AIM OF THE TASK: Every line of the entries below from the one containing "pub fn calorie_adjustment(self)" to the one containing "the calculator fills", both ends included, must be written out exactly. No other line belongs in the answer.

EXTRACTED DATA:

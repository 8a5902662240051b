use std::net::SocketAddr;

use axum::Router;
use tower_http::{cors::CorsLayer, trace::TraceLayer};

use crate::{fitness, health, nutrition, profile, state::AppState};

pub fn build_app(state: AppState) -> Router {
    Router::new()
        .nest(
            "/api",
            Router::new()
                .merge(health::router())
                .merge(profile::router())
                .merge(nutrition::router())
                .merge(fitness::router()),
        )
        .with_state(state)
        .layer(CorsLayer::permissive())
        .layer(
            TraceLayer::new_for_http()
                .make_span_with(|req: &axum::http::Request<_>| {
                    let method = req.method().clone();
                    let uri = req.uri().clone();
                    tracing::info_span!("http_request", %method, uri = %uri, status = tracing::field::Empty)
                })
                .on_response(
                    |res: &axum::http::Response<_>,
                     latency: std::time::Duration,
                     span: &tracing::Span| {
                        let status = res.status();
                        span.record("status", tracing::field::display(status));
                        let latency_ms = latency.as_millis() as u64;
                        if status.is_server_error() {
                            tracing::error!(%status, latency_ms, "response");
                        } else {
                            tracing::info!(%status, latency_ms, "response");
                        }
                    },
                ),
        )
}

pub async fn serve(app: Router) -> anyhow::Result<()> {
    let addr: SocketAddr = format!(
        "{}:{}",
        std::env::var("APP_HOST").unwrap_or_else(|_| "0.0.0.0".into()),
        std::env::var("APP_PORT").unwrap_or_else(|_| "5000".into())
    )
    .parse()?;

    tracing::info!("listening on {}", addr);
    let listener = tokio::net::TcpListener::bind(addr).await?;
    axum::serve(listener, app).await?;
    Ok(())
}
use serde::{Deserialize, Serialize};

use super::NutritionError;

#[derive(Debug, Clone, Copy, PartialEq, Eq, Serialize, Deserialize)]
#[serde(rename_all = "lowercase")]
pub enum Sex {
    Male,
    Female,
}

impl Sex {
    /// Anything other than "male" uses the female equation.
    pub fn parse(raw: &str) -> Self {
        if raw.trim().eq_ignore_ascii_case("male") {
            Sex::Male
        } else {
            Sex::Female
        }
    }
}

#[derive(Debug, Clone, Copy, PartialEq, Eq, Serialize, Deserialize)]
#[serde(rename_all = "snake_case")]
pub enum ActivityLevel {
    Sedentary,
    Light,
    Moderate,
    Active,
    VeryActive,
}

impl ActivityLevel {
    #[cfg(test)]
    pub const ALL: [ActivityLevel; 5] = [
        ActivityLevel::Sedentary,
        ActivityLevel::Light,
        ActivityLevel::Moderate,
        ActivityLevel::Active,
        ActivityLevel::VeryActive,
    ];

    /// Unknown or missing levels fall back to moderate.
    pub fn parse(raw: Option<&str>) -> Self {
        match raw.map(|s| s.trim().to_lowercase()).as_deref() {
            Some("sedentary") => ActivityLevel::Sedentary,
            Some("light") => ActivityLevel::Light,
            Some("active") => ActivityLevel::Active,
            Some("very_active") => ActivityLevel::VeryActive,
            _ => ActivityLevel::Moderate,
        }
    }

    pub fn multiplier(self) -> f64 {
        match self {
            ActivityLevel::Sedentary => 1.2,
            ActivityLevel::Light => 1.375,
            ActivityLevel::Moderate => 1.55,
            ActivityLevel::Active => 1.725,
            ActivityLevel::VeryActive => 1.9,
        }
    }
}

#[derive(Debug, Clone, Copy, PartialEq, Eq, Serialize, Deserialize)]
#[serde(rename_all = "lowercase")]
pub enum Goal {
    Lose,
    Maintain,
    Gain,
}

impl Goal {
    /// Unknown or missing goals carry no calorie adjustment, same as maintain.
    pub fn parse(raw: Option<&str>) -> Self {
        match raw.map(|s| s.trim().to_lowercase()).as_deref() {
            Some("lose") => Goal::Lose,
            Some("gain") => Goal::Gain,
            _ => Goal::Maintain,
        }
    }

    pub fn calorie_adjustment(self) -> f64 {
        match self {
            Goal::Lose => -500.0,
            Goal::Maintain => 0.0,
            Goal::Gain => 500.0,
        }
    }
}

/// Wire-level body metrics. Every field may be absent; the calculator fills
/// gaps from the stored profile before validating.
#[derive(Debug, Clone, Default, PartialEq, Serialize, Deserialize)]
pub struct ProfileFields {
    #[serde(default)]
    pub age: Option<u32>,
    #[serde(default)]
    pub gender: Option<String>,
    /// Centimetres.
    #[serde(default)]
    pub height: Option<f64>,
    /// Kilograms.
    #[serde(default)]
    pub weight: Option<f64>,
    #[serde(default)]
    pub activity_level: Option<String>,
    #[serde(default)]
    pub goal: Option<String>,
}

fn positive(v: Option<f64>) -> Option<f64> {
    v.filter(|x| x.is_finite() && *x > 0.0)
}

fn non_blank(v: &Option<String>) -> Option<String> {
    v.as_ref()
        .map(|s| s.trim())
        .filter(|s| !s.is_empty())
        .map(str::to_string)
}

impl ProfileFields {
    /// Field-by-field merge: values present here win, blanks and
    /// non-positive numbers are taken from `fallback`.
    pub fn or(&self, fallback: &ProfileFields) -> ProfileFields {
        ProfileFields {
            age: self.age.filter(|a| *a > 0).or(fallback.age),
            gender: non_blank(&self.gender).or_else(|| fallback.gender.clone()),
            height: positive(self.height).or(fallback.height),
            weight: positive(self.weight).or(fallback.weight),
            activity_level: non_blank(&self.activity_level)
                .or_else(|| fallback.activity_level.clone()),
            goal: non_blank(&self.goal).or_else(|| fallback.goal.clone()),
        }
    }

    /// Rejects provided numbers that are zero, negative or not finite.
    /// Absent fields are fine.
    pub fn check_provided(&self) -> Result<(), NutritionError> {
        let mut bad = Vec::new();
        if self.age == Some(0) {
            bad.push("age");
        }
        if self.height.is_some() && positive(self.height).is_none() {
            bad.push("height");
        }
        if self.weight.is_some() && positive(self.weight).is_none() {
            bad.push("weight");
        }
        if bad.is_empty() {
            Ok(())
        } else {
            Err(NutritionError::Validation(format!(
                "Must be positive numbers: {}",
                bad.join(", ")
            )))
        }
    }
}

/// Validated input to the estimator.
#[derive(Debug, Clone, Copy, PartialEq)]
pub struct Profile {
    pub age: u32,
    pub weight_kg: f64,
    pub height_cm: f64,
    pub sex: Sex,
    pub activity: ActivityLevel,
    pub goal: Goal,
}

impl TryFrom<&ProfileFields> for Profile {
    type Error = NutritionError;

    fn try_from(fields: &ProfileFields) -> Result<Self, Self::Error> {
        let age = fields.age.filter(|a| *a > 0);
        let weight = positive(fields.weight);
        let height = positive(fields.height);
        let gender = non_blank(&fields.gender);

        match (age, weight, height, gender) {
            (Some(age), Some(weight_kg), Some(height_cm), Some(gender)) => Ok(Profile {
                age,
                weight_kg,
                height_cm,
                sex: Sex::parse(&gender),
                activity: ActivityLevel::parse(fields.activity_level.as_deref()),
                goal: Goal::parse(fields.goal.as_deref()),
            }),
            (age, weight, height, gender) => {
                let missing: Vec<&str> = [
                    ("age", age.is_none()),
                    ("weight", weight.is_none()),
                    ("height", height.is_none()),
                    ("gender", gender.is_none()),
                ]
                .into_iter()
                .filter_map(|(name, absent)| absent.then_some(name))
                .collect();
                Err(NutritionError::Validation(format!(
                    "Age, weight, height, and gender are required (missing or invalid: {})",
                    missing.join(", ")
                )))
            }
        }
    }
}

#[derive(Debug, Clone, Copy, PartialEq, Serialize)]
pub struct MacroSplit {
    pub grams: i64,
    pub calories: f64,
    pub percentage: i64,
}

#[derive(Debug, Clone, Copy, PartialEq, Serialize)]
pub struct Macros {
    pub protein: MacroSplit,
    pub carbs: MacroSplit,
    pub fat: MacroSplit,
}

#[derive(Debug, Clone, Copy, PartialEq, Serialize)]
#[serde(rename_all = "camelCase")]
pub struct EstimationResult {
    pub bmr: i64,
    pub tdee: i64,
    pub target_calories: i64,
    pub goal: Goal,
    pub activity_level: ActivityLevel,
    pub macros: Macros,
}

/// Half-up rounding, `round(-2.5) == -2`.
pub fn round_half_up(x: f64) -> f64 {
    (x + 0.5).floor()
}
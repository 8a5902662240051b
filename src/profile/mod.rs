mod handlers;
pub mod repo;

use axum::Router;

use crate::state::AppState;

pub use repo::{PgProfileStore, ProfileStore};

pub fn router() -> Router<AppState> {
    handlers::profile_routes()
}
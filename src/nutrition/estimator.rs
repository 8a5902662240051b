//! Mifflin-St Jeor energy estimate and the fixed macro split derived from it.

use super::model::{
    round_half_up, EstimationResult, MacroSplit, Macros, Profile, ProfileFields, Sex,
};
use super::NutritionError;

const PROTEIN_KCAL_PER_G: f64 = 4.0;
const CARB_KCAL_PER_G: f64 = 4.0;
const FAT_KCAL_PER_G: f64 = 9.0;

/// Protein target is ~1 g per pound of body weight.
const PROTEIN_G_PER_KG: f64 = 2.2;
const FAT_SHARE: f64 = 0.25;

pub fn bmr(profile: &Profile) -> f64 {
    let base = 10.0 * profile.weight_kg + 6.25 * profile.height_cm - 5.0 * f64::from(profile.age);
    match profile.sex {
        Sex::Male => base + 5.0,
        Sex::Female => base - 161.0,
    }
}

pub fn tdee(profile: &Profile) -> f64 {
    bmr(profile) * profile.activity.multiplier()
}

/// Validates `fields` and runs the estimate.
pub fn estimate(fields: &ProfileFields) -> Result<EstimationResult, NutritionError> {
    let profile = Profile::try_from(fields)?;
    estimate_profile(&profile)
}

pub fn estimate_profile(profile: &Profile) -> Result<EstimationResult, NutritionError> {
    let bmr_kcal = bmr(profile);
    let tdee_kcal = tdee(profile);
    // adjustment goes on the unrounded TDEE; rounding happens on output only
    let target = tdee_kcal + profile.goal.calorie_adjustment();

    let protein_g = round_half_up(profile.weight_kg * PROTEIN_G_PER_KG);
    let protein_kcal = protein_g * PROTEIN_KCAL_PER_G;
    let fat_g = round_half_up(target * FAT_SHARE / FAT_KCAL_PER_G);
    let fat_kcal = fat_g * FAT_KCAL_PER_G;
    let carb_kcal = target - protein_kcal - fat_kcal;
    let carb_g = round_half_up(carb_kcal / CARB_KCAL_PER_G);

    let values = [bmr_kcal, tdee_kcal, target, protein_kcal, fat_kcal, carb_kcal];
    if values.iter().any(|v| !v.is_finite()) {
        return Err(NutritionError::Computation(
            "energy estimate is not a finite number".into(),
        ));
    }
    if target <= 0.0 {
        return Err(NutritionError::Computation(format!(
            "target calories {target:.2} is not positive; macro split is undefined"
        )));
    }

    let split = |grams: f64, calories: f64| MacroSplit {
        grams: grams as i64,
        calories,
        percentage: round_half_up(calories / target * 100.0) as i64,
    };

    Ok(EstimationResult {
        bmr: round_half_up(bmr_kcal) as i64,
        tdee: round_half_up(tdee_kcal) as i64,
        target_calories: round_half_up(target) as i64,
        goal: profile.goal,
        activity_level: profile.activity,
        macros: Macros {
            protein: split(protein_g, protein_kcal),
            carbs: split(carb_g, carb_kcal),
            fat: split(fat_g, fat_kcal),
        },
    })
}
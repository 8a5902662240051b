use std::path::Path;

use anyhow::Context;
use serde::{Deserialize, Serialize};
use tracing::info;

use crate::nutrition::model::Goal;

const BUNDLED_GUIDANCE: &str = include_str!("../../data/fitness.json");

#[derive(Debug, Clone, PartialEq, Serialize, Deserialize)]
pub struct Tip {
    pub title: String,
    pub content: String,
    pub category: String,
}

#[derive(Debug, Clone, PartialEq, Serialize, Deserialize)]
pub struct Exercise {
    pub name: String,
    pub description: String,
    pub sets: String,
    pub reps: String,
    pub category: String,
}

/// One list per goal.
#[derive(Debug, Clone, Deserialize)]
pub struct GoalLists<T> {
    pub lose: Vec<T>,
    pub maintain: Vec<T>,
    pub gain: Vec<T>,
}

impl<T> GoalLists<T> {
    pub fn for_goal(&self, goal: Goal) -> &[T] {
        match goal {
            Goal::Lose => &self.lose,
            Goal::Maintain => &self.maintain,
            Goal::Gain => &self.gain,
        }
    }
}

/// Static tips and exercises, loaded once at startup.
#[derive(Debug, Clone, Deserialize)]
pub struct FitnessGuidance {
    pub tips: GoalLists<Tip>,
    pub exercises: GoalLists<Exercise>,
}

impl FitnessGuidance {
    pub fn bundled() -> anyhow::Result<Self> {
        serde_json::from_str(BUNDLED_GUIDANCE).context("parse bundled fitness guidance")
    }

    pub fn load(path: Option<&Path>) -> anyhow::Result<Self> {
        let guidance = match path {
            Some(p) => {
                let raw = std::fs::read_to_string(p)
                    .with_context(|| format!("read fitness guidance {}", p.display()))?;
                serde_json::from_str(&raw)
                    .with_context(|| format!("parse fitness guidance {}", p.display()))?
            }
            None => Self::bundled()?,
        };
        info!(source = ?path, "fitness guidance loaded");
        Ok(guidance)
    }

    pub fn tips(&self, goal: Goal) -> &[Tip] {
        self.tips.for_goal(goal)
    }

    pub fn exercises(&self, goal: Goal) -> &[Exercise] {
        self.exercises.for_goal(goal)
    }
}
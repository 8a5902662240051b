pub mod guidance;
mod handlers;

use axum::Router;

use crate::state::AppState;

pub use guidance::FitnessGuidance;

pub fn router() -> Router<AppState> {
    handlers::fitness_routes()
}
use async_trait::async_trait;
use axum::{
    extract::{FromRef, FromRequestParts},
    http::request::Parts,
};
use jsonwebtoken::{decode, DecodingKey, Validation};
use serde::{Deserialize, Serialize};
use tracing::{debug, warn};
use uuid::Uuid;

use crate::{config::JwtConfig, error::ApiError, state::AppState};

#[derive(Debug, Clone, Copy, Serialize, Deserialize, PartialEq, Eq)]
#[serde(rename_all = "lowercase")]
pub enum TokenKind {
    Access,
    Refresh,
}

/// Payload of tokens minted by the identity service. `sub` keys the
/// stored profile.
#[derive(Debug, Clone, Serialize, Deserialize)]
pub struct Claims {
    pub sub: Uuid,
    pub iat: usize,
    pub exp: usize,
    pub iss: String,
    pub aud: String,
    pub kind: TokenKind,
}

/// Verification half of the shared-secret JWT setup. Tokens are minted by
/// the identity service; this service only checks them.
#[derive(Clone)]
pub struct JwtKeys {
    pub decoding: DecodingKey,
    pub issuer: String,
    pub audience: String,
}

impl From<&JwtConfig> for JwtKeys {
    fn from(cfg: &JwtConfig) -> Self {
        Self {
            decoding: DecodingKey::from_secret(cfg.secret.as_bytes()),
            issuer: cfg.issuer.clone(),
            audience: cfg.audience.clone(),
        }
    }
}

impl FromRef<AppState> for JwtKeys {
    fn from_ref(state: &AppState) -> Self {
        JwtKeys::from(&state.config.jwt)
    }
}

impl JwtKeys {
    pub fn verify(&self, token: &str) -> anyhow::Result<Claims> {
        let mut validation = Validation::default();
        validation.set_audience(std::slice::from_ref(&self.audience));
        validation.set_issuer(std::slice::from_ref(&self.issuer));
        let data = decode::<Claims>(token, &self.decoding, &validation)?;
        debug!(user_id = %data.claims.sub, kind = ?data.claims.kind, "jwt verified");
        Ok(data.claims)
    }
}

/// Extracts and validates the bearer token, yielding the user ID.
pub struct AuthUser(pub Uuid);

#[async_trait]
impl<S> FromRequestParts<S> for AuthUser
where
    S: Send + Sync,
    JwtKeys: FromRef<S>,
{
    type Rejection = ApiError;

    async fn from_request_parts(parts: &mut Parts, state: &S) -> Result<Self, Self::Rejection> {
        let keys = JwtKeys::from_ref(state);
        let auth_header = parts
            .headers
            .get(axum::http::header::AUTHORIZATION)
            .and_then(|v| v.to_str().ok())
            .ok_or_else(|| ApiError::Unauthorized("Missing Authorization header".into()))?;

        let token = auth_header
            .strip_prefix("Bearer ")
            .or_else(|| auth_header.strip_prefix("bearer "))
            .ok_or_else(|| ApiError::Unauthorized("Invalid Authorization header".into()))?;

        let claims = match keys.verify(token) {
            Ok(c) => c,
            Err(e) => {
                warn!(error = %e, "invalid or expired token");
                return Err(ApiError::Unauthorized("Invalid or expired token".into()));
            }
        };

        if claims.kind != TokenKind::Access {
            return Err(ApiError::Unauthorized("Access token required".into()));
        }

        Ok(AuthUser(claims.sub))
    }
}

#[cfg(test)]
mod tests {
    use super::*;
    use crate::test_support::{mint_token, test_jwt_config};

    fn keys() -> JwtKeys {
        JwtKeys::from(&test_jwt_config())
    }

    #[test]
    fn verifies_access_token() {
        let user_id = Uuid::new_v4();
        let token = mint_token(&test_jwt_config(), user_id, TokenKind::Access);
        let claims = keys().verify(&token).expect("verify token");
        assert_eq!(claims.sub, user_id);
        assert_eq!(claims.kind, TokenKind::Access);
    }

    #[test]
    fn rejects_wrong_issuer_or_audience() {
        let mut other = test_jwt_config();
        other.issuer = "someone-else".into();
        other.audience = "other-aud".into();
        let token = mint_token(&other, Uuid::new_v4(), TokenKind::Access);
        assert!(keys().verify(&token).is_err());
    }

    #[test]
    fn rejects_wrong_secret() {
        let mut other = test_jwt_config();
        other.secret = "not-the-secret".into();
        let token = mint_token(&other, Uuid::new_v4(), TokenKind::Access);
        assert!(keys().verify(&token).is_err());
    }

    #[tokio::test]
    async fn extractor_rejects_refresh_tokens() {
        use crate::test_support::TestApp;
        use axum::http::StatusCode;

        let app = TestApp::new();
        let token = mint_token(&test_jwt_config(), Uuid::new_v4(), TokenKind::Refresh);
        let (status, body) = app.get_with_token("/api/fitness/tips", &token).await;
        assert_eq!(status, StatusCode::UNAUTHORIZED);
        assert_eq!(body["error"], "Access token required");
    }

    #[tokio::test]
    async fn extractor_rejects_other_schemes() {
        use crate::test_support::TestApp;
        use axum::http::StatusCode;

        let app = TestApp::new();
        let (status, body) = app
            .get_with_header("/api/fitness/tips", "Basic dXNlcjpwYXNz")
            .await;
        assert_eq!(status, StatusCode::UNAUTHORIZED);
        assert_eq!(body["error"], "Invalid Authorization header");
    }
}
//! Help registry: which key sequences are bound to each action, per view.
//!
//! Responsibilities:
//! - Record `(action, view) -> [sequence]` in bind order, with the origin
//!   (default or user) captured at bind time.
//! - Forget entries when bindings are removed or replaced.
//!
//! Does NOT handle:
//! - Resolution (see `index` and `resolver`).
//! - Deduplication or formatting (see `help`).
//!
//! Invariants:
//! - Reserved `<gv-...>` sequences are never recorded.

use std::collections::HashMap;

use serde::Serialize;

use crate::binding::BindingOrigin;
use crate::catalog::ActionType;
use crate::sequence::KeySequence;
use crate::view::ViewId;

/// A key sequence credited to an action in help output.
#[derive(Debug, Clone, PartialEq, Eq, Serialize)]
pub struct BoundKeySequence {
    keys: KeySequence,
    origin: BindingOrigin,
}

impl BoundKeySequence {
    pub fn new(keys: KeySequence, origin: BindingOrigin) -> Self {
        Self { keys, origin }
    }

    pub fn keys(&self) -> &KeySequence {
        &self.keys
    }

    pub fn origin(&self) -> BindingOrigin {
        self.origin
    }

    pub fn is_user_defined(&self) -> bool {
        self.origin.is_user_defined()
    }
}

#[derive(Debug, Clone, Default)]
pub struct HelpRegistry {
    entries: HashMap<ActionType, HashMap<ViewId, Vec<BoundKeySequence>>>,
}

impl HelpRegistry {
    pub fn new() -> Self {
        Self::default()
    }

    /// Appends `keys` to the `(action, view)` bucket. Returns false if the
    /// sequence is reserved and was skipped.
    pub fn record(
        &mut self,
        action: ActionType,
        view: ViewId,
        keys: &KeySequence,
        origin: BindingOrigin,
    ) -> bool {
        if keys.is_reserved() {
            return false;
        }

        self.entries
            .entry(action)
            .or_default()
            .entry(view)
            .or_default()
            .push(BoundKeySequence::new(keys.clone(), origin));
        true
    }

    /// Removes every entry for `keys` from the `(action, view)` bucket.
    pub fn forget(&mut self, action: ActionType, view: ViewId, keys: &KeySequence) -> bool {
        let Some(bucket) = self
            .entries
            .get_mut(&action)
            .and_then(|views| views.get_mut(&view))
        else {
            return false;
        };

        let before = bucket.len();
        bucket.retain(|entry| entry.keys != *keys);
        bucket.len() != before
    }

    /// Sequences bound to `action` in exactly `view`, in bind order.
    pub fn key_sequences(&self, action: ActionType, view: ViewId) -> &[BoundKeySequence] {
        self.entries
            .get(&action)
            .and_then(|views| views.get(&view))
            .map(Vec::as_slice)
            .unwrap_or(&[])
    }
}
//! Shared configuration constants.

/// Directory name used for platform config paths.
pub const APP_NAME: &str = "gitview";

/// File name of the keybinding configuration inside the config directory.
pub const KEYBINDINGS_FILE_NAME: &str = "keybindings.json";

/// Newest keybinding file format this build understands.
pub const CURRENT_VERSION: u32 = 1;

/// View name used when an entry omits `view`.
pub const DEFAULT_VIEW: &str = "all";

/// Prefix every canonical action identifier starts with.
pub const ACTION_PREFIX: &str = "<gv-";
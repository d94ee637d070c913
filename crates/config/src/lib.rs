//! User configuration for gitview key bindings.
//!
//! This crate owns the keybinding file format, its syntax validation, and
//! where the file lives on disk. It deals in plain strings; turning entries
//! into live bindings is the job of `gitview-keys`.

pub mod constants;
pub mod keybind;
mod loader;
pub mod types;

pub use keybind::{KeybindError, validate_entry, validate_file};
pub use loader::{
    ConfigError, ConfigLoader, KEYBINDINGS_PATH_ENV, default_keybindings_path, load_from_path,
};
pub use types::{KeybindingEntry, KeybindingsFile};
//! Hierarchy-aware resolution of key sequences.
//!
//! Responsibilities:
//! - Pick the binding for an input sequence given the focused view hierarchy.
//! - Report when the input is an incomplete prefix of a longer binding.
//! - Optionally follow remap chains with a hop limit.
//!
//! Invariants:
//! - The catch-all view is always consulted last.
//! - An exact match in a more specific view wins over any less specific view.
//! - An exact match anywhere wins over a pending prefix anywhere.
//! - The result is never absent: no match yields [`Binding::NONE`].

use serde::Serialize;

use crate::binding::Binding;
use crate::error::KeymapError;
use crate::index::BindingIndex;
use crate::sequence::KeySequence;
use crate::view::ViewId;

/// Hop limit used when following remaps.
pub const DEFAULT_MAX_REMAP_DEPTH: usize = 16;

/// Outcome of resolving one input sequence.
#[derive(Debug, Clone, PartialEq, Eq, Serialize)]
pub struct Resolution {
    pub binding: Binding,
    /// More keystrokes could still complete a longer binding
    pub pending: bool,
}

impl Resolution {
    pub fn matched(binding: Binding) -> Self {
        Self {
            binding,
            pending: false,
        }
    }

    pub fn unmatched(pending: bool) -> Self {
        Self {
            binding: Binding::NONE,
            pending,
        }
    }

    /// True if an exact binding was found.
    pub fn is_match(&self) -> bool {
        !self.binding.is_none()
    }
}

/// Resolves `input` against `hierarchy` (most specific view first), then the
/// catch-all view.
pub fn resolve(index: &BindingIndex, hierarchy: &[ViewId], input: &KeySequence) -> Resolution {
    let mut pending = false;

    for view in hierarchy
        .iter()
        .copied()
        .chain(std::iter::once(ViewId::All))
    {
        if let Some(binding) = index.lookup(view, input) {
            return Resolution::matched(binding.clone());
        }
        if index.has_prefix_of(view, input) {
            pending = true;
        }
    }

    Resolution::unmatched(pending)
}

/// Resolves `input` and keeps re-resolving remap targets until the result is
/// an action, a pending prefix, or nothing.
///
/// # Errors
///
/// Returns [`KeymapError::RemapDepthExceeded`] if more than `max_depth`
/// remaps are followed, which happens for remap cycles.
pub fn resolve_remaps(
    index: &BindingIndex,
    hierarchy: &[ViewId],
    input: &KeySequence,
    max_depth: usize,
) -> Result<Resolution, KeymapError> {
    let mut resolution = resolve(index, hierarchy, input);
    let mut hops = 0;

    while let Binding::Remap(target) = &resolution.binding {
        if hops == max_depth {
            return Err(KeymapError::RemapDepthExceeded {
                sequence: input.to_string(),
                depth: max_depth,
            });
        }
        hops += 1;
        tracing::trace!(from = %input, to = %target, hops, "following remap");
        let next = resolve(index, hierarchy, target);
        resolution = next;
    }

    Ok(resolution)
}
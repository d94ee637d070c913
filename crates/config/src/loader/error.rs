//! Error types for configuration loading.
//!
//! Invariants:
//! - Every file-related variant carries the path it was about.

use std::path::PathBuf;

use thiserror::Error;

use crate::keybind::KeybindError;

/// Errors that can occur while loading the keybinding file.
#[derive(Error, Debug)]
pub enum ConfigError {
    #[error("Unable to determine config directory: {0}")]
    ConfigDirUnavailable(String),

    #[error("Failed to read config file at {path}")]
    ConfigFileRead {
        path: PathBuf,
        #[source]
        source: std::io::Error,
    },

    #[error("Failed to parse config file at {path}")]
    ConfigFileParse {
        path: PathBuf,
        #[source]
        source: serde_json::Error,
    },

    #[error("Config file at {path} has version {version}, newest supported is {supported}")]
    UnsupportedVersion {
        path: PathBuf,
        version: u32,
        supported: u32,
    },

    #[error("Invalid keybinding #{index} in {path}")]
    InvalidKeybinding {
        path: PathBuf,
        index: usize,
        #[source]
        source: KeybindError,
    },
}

RESPONSE:
    pub fn calorie_adjustment(self) -> f64 {
        match self {
            Goal::Lose => -500.0,
            Goal::Maintain => 0.0,
            Goal::Gain => 500.0,
        }
    }
}

/// Wire-level body metrics. Every field may be absent; the calculator fills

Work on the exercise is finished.